It thus is not seeking to “confirm” the award against a non-party but to confirm the award against
the proper party and then subsequently to enforce that award against the non-parties through alter
ego, fraud and other theories. Even Orion observed that there was no bar on bringing other actions
to enforce arbitration awards; it was merely deemed improper to do so in the context of an
enforcement action. Veolia’s method in effect saves a step and obviates the need to file a second
lawsuit.
Veolia’s strongest argument is that Orion did not exactly address the scenario we have here,
where the party seeking to confirm the award has pled separate claims that have the same effect as
the filing of a separate action. At least one unpublished case has recognized that distinction:
If this were merely an action to confirm the arbitration award, its attempt to impose
liability on the defendants other than Hanan would have to be dismissed under
Orion. However, plaintiff's complaint specifies two grounds for subject matter
jurisdiction: Federal Arbitration Act, Title 9 U.S.C. and 28 U.S.C. § 1333 (general
admiralty and maritime jurisdiction). This action could thus be construed as a
separate action to enforce the arbitration award against nonparties to the arbitration.
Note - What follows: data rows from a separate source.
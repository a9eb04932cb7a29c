// Copyright (c) Microsoft Corporation. All rights reserved.
// Licensed under the MIT License.

//! HTTP primitives used by the document store pipeline.

mod headers;
mod request;
mod response;
#[cfg(feature = "reqwest")]
mod reqwest;
mod transport;

pub use headers::*;
pub use request::*;
pub use response::*;
#[cfg(feature = "reqwest")]
pub use self::reqwest::ReqwestTransport;
pub use transport::*;

use serde::{Deserialize, Serialize};
use std::fmt;

/// The HTTP methods the document store REST surface uses.
#[derive(Clone, Copy, Debug, PartialEq, Eq, Hash)]
pub enum Method {
    Get,
    Post,
    Put,
    Delete,
}

impl Method {
    pub fn as_str(&self) -> &'static str {
        match self {
            Method::Get => "GET",
            Method::Post => "POST",
            Method::Put => "PUT",
            Method::Delete => "DELETE",
        }
    }
}

impl fmt::Display for Method {
    fn fmt(&self, f: &mut fmt::Formatter<'_>) -> fmt::Result {
        f.write_str(self.as_str())
    }
}

/// An HTTP status code.
#[derive(Clone, Copy, Debug, PartialEq, Eq, Hash, PartialOrd, Ord)]
pub struct StatusCode(u16);

impl StatusCode {
    pub const OK: StatusCode = StatusCode(200);
    pub const CREATED: StatusCode = StatusCode(201);
    pub const NO_CONTENT: StatusCode = StatusCode(204);
    pub const BAD_REQUEST: StatusCode = StatusCode(400);
    pub const UNAUTHORIZED: StatusCode = StatusCode(401);
    pub const FORBIDDEN: StatusCode = StatusCode(403);
    pub const NOT_FOUND: StatusCode = StatusCode(404);
    pub const REQUEST_TIMEOUT: StatusCode = StatusCode(408);
    pub const CONFLICT: StatusCode = StatusCode(409);
    pub const PRECONDITION_FAILED: StatusCode = StatusCode(412);
    pub const TOO_MANY_REQUESTS: StatusCode = StatusCode(429);
    pub const INTERNAL_SERVER_ERROR: StatusCode = StatusCode(500);
    pub const BAD_GATEWAY: StatusCode = StatusCode(502);
    pub const SERVICE_UNAVAILABLE: StatusCode = StatusCode(503);
    pub const GATEWAY_TIMEOUT: StatusCode = StatusCode(504);

    pub const fn new(code: u16) -> Self {
        Self(code)
    }

    pub const fn as_u16(&self) -> u16 {
        self.0
    }

    pub fn is_success(&self) -> bool {
        (200..300).contains(&self.0)
    }
}

impl From<u16> for StatusCode {
    fn from(code: u16) -> Self {
        Self(code)
    }
}

impl fmt::Display for StatusCode {
    fn fmt(&self, f: &mut fmt::Formatter<'_>) -> fmt::Result {
        write!(f, "{}", self.0)
    }
}

/// An opaque resource version, used for optimistic concurrency.
#[derive(Clone, Debug, PartialEq, Eq, Hash, Serialize, Deserialize)]
#[serde(transparent)]
pub struct Etag(String);

impl Etag {
    pub fn as_str(&self) -> &str {
        &self.0
    }
}

impl From<String> for Etag {
    fn from(value: String) -> Self {
        Self(value)
    }
}

impl From<&str> for Etag {
    fn from(value: &str) -> Self {
        Self(value.to_string())
    }
}

impl fmt::Display for Etag {
    fn fmt(&self, f: &mut fmt::Formatter<'_>) -> fmt::Result {
        f.write_str(&self.0)
    }
}
//! Pre-built [`tracing::Span`] constructors for broker operations.
//!
//! Consistent span names and fields make traces easy to filter by hash,
//! request id or worker address.

use tracing::{info_span, Span};

/// Span covering one dispatch from request to resolution or timeout.
pub fn dispatch_span(hash: &str, multiplier: u32, precache: bool) -> Span {
    info_span!("dispatch", hash = %hash, multiplier, precache)
}

/// Span covering the lifetime of one worker connection.
pub fn connection_span(id: u64, addr: &str, identity: &str) -> Span {
    info_span!("connection", id, addr = %addr, identity = %identity)
}

/// Span covering the processing of one credit event.
pub fn credit_span(hash: &str, provider: &str) -> Span {
    info_span!("credit", hash = %hash, provider = %provider)
}
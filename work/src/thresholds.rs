//! Difficulty thresholds derived from a multiplier.
//!
//! Higher threshold values mean harder work. A multiplier scales difficulty
//! by shrinking the "inverse gap" (`2^64 - threshold`), so multiplier 64 over
//! the receive base lands exactly on the send threshold.

/// Base threshold at multiplier 1 (receive blocks, and all Banano blocks).
pub const BASE_THRESHOLD: u64 = 0xFFFFFE00_00000000;

/// Largest multiplier a requester may ask for.
pub const MAX_MULTIPLIER: u32 = 128;

/// Clamp a requested multiplier into `[1, MAX_MULTIPLIER]`.
pub fn clamp_multiplier(requested: i64) -> u32 {
    requested.clamp(1, MAX_MULTIPLIER as i64) as u32
}

/// Multiplier-based PoW thresholds over a configurable base.
#[derive(Clone, Copy, Debug, PartialEq, Eq)]
pub struct WorkThresholds {
    pub base: u64,
}

impl WorkThresholds {
    pub fn new() -> Self {
        Self {
            base: BASE_THRESHOLD,
        }
    }

    /// Construct with a custom base (useful in tests or low-difficulty devnets).
    pub fn with_base(base: u64) -> Self {
        Self { base }
    }

    /// Threshold a work value must reach for `multiplier`.
    ///
    /// Computed as `2^64 - (2^64 - base) / multiplier` in integer arithmetic.
    /// A multiplier of 0 is treated as 1. When `base` is 0 (PoW disabled)
    /// every threshold is 0.
    pub fn threshold_for(&self, multiplier: u32) -> u64 {
        if self.base == 0 {
            return 0;
        }
        let multiplier = u64::from(multiplier.max(1));
        // (2^64 - base) without overflowing: (u64::MAX - base) + 1.
        let difficulty_inv = (u64::MAX - self.base) + 1;
        let scaled_inv = difficulty_inv / multiplier;
        if scaled_inv == 0 {
            return u64::MAX;
        }
        (u64::MAX - scaled_inv) + 1
    }
}

impl Default for WorkThresholds {
    fn default() -> Self {
        Self::new()
    }
}
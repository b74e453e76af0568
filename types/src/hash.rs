//! Block hash type that work is computed against.

use serde::{Deserialize, Deserializer, Serialize, Serializer};
use std::fmt;
use std::str::FromStr;

use crate::TypesError;

/// A 32-byte block hash, hex-encoded on the wire as 64 characters.
#[derive(Clone, Copy, PartialEq, Eq, PartialOrd, Ord, Hash)]
pub struct WorkHash([u8; 32]);

impl Default for WorkHash {
    fn default() -> Self {
        Self::ZERO
    }
}

impl WorkHash {
    pub const ZERO: Self = Self([0u8; 32]);

    /// Length of the hex representation.
    pub const HEX_LEN: usize = 64;

    pub fn new(bytes: [u8; 32]) -> Self {
        Self(bytes)
    }

    pub fn as_bytes(&self) -> &[u8; 32] {
        &self.0
    }

    pub fn is_zero(&self) -> bool {
        self.0 == [0u8; 32]
    }

    /// Parse a hash from exactly 64 hex characters (either case).
    pub fn from_hex(s: &str) -> Result<Self, TypesError> {
        if s.len() != Self::HEX_LEN {
            return Err(TypesError::InvalidHash(format!(
                "expected {} hex chars, got {}",
                Self::HEX_LEN,
                s.len()
            )));
        }
        let mut bytes = [0u8; 32];
        hex::decode_to_slice(s, &mut bytes)
            .map_err(|e| TypesError::InvalidHash(e.to_string()))?;
        Ok(Self(bytes))
    }

    /// Upper-case hex, the form used for cache keys and wire messages.
    pub fn to_hex(&self) -> String {
        hex::encode_upper(self.0)
    }
}

impl FromStr for WorkHash {
    type Err = TypesError;

    fn from_str(s: &str) -> Result<Self, Self::Err> {
        Self::from_hex(s)
    }
}

impl fmt::Debug for WorkHash {
    fn fmt(&self, f: &mut fmt::Formatter<'_>) -> fmt::Result {
        write!(f, "WorkHash({}\u{2026})", hex::encode_upper(&self.0[..4]))
    }
}

impl fmt::Display for WorkHash {
    fn fmt(&self, f: &mut fmt::Formatter<'_>) -> fmt::Result {
        f.write_str(&self.to_hex())
    }
}

impl Serialize for WorkHash {
    fn serialize<S: Serializer>(&self, serializer: S) -> Result<S::Ok, S::Error> {
        serializer.serialize_str(&self.to_hex())
    }
}

impl<'de> Deserialize<'de> for WorkHash {
    fn deserialize<D: Deserializer<'de>>(deserializer: D) -> Result<Self, D::Error> {
        let s = String::deserialize(deserializer)?;
        Self::from_hex(&s).map_err(serde::de::Error::custom)
    }
}

#[cfg(test)]
mod tests {
    use super::*;

    const HASH: &str = "3F93C5CD2E314FA16702189041E68E68C07B27961BF37F0B7705145BEFBA3AA3";

    #[test]
    fn parses_upper_and_lower_case() {
        let upper = WorkHash::from_hex(HASH).unwrap();
        let lower = WorkHash::from_hex(&HASH.to_lowercase()).unwrap();
        assert_eq!(upper, lower);
        assert_eq!(upper.to_hex(), HASH);
    }

    #[test]
    fn rejects_wrong_length() {
        assert!(matches!(
            WorkHash::from_hex("abcd"),
            Err(TypesError::InvalidHash(_))
        ));
        assert!(WorkHash::from_hex(&format!("{HASH}00")).is_err());
    }

    #[test]
    fn rejects_non_hex() {
        let bad = "Z".repeat(64);
        assert!(matches!(
            WorkHash::from_hex(&bad),
            Err(TypesError::InvalidHash(_))
        ));
    }

    #[test]
    fn serde_uses_hex_string() {
        let hash = WorkHash::from_hex(HASH).unwrap();
        let json = serde_json::to_string(&hash).unwrap();
        assert_eq!(json, format!("\"{HASH}\""));
        let back: WorkHash = serde_json::from_str(&json).unwrap();
        assert_eq!(back, hash);
    }

    #[test]
    fn zero_hash() {
        assert!(WorkHash::ZERO.is_zero());
        assert_eq!(WorkHash::default(), WorkHash::ZERO);
        assert_eq!(WorkHash::from_hex(&"0".repeat(64)).unwrap(), WorkHash::ZERO);
    }
}
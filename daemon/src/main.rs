//! BoomPoW daemon: runs the work broker or a worker.

use std::path::{Path, PathBuf};

use anyhow::Context;
use clap::{Args, Parser, Subcommand};
use tokio::net::TcpListener;

use bpow_broker::{Broker, BrokerConfig, BrokerDeps};
use bpow_utils::{init_logging, LogFormat, ShutdownController};
use bpow_worker::WorkerConfig;

#[derive(Parser)]
#[command(name = "bpow", about = "BoomPoW distributed proof-of-work")]
struct Cli {
    /// Path to a TOML configuration file. File settings are the base;
    /// CLI flags and env vars override them.
    #[arg(long, global = true, env = "BPOW_CONFIG")]
    config: Option<PathBuf>,

    /// Log level: "trace", "debug", "info", "warn", "error".
    #[arg(long, global = true, env = "BPOW_LOG_LEVEL")]
    log_level: Option<String>,

    /// Log format: "human" or "json".
    #[arg(long, global = true, env = "BPOW_LOG_FORMAT")]
    log_format: Option<LogFormat>,

    #[command(subcommand)]
    command: Command,
}

#[derive(Subcommand)]
enum Command {
    /// The work broker.
    Server {
        #[command(subcommand)]
        action: ServerAction,
    },
    /// A worker that computes work for a broker.
    Worker {
        #[command(subcommand)]
        action: WorkerAction,
    },
}

#[derive(Subcommand)]
enum ServerAction {
    /// Run the broker.
    Run(ServerArgs),
    /// Print the effective configuration as TOML.
    PrintConfig(ServerArgs),
}

#[derive(Subcommand)]
enum WorkerAction {
    /// Run the worker.
    Run(WorkerArgs),
    /// Print the effective configuration as TOML.
    PrintConfig(WorkerArgs),
}

#[derive(Args)]
struct ServerArgs {
    /// Address to bind, e.g. "0.0.0.0:8080".
    #[arg(long, env = "BPOW_LISTEN")]
    listen: Option<String>,

    /// First-tier wait in milliseconds.
    #[arg(long, env = "BPOW_SHORT_TIMEOUT_MS")]
    short_timeout_ms: Option<u64>,

    /// Second-tier wait in milliseconds.
    #[arg(long, env = "BPOW_LONG_TIMEOUT_MS")]
    long_timeout_ms: Option<u64>,

    /// Ignore X-Real-IP / X-Forwarded-For.
    #[arg(long, env = "BPOW_NO_PROXY_HEADERS")]
    no_proxy_headers: bool,

    /// Disable the Prometheus endpoint.
    #[arg(long, env = "BPOW_DISABLE_METRICS")]
    disable_metrics: bool,
}

#[derive(Args)]
struct WorkerArgs {
    /// Broker WebSocket URL.
    #[arg(long, env = "BPOW_URL")]
    url: Option<String>,

    /// Auth token sent as the Authorization header.
    #[arg(long, env = "BPOW_TOKEN", hide_env_values = true)]
    token: Option<String>,

    /// Work items computed at the same time.
    #[arg(long, env = "BPOW_CONCURRENCY")]
    concurrency: Option<usize>,

    /// Threads for the CPU engine.
    #[arg(long, env = "BPOW_CPU_THREADS")]
    cpu_threads: Option<usize>,

    /// Ignore requests below this multiplier.
    #[arg(long, env = "BPOW_MIN_DIFFICULTY")]
    min_difficulty: Option<u32>,

    /// Ignore requests above this multiplier.
    #[arg(long, env = "BPOW_MAX_DIFFICULTY")]
    max_difficulty: Option<u32>,

    /// Ignore precache requests.
    #[arg(long, env = "BPOW_SKIP_PRECACHE")]
    skip_precache: bool,
}

impl ServerArgs {
    fn apply(self, mut config: BrokerConfig) -> BrokerConfig {
        if let Some(listen) = self.listen {
            config.listen_addr = listen;
        }
        if let Some(ms) = self.short_timeout_ms {
            config.short_timeout_ms = ms;
        }
        if let Some(ms) = self.long_timeout_ms {
            config.long_timeout_ms = ms;
        }
        if self.no_proxy_headers {
            config.trust_proxy_headers = false;
        }
        if self.disable_metrics {
            config.enable_metrics = false;
        }
        config
    }
}

impl WorkerArgs {
    fn apply(self, mut config: WorkerConfig) -> WorkerConfig {
        if let Some(url) = self.url {
            config.server_url = url;
        }
        if let Some(token) = self.token {
            config.token = token;
        }
        if let Some(n) = self.concurrency {
            config.concurrency = n;
        }
        if self.cpu_threads.is_some() {
            config.cpu_threads = self.cpu_threads;
        }
        if let Some(min) = self.min_difficulty {
            config.min_difficulty = min;
        }
        if let Some(max) = self.max_difficulty {
            config.max_difficulty = max;
        }
        if self.skip_precache {
            config.skip_precache = true;
        }
        config
    }
}

fn load_broker_config(path: Option<&Path>) -> anyhow::Result<BrokerConfig> {
    match path {
        Some(path) => BrokerConfig::from_toml_file(path)
            .with_context(|| format!("loading {}", path.display())),
        None => Ok(BrokerConfig::default()),
    }
}

fn load_worker_config(path: Option<&Path>) -> anyhow::Result<WorkerConfig> {
    match path {
        Some(path) => WorkerConfig::from_toml_file(path)
            .with_context(|| format!("loading {}", path.display())),
        None => Ok(WorkerConfig::default()),
    }
}

/// CLI values win over the config file.
fn start_logging(
    cli_format: Option<LogFormat>,
    cli_level: Option<&str>,
    file_format: &str,
    file_level: &str,
) {
    let format = cli_format.unwrap_or_else(|| file_format.parse().unwrap_or_default());
    init_logging(format, cli_level.unwrap_or(file_level));
}

async fn run_server(config: BrokerConfig) -> anyhow::Result<()> {
    let shutdown = ShutdownController::new();
    let broker = Broker::start(&config, BrokerDeps::in_memory(&config), &shutdown)
        .context("starting broker")?;
    let listener = TcpListener::bind(&config.listen_addr)
        .await
        .with_context(|| format!("binding {}", config.listen_addr))?;

    let signals = shutdown.clone();
    tokio::spawn(async move { signals.wait_for_signal().await });

    tracing::info!(
        addr = %config.listen_addr,
        tokens = config.tokens.len(),
        metrics = config.enable_metrics,
        "starting broker"
    );
    broker.serve(listener, &shutdown).await?;
    tracing::info!("broker exited cleanly");
    Ok(())
}

async fn run_worker(config: WorkerConfig) -> anyhow::Result<()> {
    let shutdown = ShutdownController::new();
    let signals = shutdown.clone();
    tokio::spawn(async move { signals.wait_for_signal().await });

    bpow_worker::run(&config, &shutdown).await?;
    tracing::info!("worker exited cleanly");
    Ok(())
}

#[tokio::main]
async fn main() -> anyhow::Result<()> {
    let cli = Cli::parse();
    let config_path = cli.config.as_deref();

    match cli.command {
        Command::Server { action } => match action {
            ServerAction::Run(args) => {
                let config = args.apply(load_broker_config(config_path)?);
                start_logging(
                    cli.log_format,
                    cli.log_level.as_deref(),
                    &config.log_format,
                    &config.log_level,
                );
                run_server(config).await
            }
            ServerAction::PrintConfig(args) => {
                let config = args.apply(load_broker_config(config_path)?);
                println!("{}", config.to_toml_string()?);
                Ok(())
            }
        },
        Command::Worker { action } => match action {
            WorkerAction::Run(args) => {
                let config = args.apply(load_worker_config(config_path)?);
                start_logging(
                    cli.log_format,
                    cli.log_level.as_deref(),
                    &config.log_format,
                    &config.log_level,
                );
                run_worker(config).await
            }
            WorkerAction::PrintConfig(args) => {
                let config = args.apply(load_worker_config(config_path)?);
                println!("{}", config.to_toml_string()?);
                Ok(())
            }
        },
    }
}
Sea Eagle Maritime, Ltd. v. Hanan Int'l, Inc., 1985 WL 3828, *2 (S.D.N.Y. 1985).
Under this line of reasoning, I would distinguish Orion by finding the claims against nonparties to be, in effect, a separate lawsuit. Why require the formality of filing a separate lawsuit
(which Orion acknowledges) when all claims can be sorted out in a single action? But while this
approach has some ostensible attraction, I am not satisfied that it would meet with controlling
jurisdictional principles.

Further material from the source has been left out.